On-Demand Publishing, LLC
- Company type: Subsidiary
- Industry: Publishing, Book publishing
- Predecessor: BookSurge Inc.; CustomFlix Labs Inc.
- Founded: July 14, 2000; 25 years ago in South Carolina, US
- Defunct: July 2018; 7 years ago
- Fate: Merged into Kindle Direct Publishing
- Headquarters: Scotts Valley, California, US
- Area served: Worldwide
- Parent: Amazon.com
- Website: www.createspace.com

= CreateSpace =

Self-publishing service

On-Demand Publishing, LLC, doing business as CreateSpace, was a self-publishing service owned by Amazon. The company was founded in 2000 in South Carolina as BookSurge and acquired by Amazon in 2005.

== History ==
CreateSpace published books containing any content at all, other than just placeholder text. It neither edited nor verified. Books were printed on demand, meaning each volume was produced in response to an actual purchase on Amazon.

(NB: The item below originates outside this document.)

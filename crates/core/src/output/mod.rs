pub mod domain;
pub mod infrastructure;
pub mod video_output_manager;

CreateSpace continued its publishing services for 8 years until its transfer to Amazon's Media on Demand. By 2018, it had published 1,416,384 books for over 15,000 authors.

In July 2018, CreateSpace announced it would be transferring media to Amazon's Media on Demand services in the following months. CreateSpace merged with Amazon's Kindle Direct Publishing (KDP) service later that year.